**Work request**
For this exercise, restate word for word only the lines from the first line of the data to the line containing "#[derive(Debug, Clone)]".

**Dataset**

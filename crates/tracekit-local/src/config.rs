// Copyright 2023-Present Datadog, Inc. https://www.datadoghq.com/
// SPDX-License-Identifier: Apache-2.0

use std::env;
use std::net::IpAddr;
use std::str::FromStr;
use std::time::Duration;

use crate::error::ConfigError;

const DEFAULT_HOST: &str = "127.0.0.1";
const DEFAULT_PORT: u16 = 9999;
const DEFAULT_PORT_SEARCH_LIMIT: u16 = 100;
const DEFAULT_MAX_TRACES: usize = 1000;
const DEFAULT_MAX_AGE_SECS: u64 = 60 * 60;
const DEFAULT_CLEANUP_INTERVAL_SECS: u64 = 60;
const DEFAULT_LOG_LEVEL: &str = "info";
const VALID_LOG_LEVELS: [&str; 5] = ["trace", "debug", "info", "warn", "error"];

/// Retention settings handed to the trace store.
#[derive(Debug, Clone, Copy, PartialEq, Eq)]
pub struct StoreConfig {
    /// Count cap; the oldest records are dropped once exceeded.
    pub max_traces: usize,
    /// Records older than this are removed by the periodic sweep.
    pub max_age: Duration,
    /// How often the sweep runs.
    pub cleanup_interval: Duration,
}

impl Default for StoreConfig {
    fn default() -> Self {
        StoreConfig {
            max_traces: DEFAULT_MAX_TRACES,
            max_age: Duration::from_secs(DEFAULT_MAX_AGE_SECS),
            cleanup_interval: Duration::from_secs(DEFAULT_CLEANUP_INTERVAL_SECS),
        }
    }
}

#[derive(Debug, Clone)]
pub struct Config {
    pub host: String,
    /// First port tried; the server walks upward while ports are taken.
    pub port: u16,
    /// How many consecutive ports to try before giving up
    pub port_search_limit: u16,
    pub max_traces: usize,
    pub max_age: Duration,
    pub cleanup_interval: Duration,
    /// Largest accepted ingest body, in bytes
    pub max_request_content_length: usize,
    pub log_level: String,
}

impl Default for Config {
    fn default() -> Self {
        let store = StoreConfig::default();
        Config {
            host: DEFAULT_HOST.to_string(),
            port: DEFAULT_PORT,
            port_search_limit: DEFAULT_PORT_SEARCH_LIMIT,
            max_traces: store.max_traces,
            max_age: store.max_age,
            cleanup_interval: store.cleanup_interval,
            max_request_content_length: 10 * 1024 * 1024, // 10MB in Bytes
            log_level: DEFAULT_LOG_LEVEL.to_string(),
        }
    }
}

impl Config {
    /// Builds the configuration from `TRACEKIT_*` environment variables. Unset or unparsable
    /// values fall back to their defaults; the result is then validated.
    pub fn new() -> Result<Config, ConfigError> {
        let defaults = Config::default();

        let config = Config {
            host: env::var("TRACEKIT_HOST").unwrap_or(defaults.host),
            port: parse_env("TRACEKIT_PORT").unwrap_or(defaults.port),
            port_search_limit: parse_env("TRACEKIT_PORT_SEARCH_LIMIT")
                .unwrap_or(defaults.port_search_limit),
            max_traces: parse_env("TRACEKIT_MAX_TRACES").unwrap_or(defaults.max_traces),
            max_age: parse_env("TRACEKIT_MAX_AGE_SECS")
                .map(Duration::from_secs)
                .unwrap_or(defaults.max_age),
            cleanup_interval: parse_env("TRACEKIT_CLEANUP_INTERVAL_SECS")
                .map(Duration::from_secs)
                .unwrap_or(defaults.cleanup_interval),
            max_request_content_length: defaults.max_request_content_length,
            log_level: env::var("TRACEKIT_LOG_LEVEL")
                .map(|val| val.to_lowercase())
                .unwrap_or(defaults.log_level),
        };

        config.validate()?;
        Ok(config)
    }

    pub fn validate(&self) -> Result<(), ConfigError> {
        if IpAddr::from_str(&self.host).is_err() {
            return Err(ConfigError::Invalid(format!(
                "TRACEKIT_HOST must be an IP address, got '{}'",
                self.host
            )));
        }
        if self.port_search_limit == 0 {
            return Err(ConfigError::Invalid(
                "port search limit must be greater than 0".to_string(),
            ));
        }
        if self.max_traces == 0 {
            return Err(ConfigError::Invalid(
                "max traces must be greater than 0".to_string(),
            ));
        }
        if self.max_age.is_zero() {
            return Err(ConfigError::Invalid(
                "max trace age must be greater than 0".to_string(),
            ));
        }
        if self.cleanup_interval.is_zero() {
            return Err(ConfigError::Invalid(
                "cleanup interval must be greater than 0".to_string(),
            ));
        }
        if !VALID_LOG_LEVELS.contains(&self.log_level.as_str()) {
            return Err(ConfigError::Invalid(format!(
                "Invalid log level '{}'. Must be one of: trace, debug, info, warn, error",
                self.log_level
            )));
        }
        Ok(())
    }

    pub fn store_config(&self) -> StoreConfig {
        StoreConfig {
            max_traces: self.max_traces,
            max_age: self.max_age,
            cleanup_interval: self.cleanup_interval,
        }
    }
}

fn parse_env<T: FromStr>(name: &str) -> Option<T> {
    env::var(name).ok().and_then(|val| val.trim().parse::<T>().ok())
}
// Copyright 2023-Present Datadog, Inc. https://www.datadoghq.com/
// SPDX-License-Identifier: Apache-2.0

//! Common test utilities and helpers for integration tests

pub mod helpers;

**Answer section**
filename crates/tracekit-local/src/config.rs
// Copyright 2023-Present Datadog, Inc. https://www.datadoghq.com/
// SPDX-License-Identifier: Apache-2.0

use std::env;
use std::net::IpAddr;
use std::str::FromStr;
use std::time::Duration;

use crate::error::ConfigError;

const DEFAULT_HOST: &str = "127.0.0.1";
const DEFAULT_PORT: u16 = 9999;
const DEFAULT_PORT_SEARCH_LIMIT: u16 = 100;
const DEFAULT_MAX_TRACES: usize = 1000;
const DEFAULT_MAX_AGE_SECS: u64 = 60 * 60;
const DEFAULT_CLEANUP_INTERVAL_SECS: u64 = 60;
const DEFAULT_LOG_LEVEL: &str = "info";
const VALID_LOG_LEVELS: [&str; 5] = ["trace", "debug", "info", "warn", "error"];

/// Retention settings handed to the trace store.
#[derive(Debug, Clone, Copy, PartialEq, Eq)]
pub struct StoreConfig {
    /// Count cap; the oldest records are dropped once exceeded.
    pub max_traces: usize,
    /// Records older than this are removed by the periodic sweep.
    pub max_age: Duration,
    /// How often the sweep runs.
    pub cleanup_interval: Duration,
}

impl Default for StoreConfig {
    fn default() -> Self {
        StoreConfig {
            max_traces: DEFAULT_MAX_TRACES,
            max_age: Duration::from_secs(DEFAULT_MAX_AGE_SECS),
            cleanup_interval: Duration::from_secs(DEFAULT_CLEANUP_INTERVAL_SECS),
        }
    }
}

#[derive(Debug, Clone)]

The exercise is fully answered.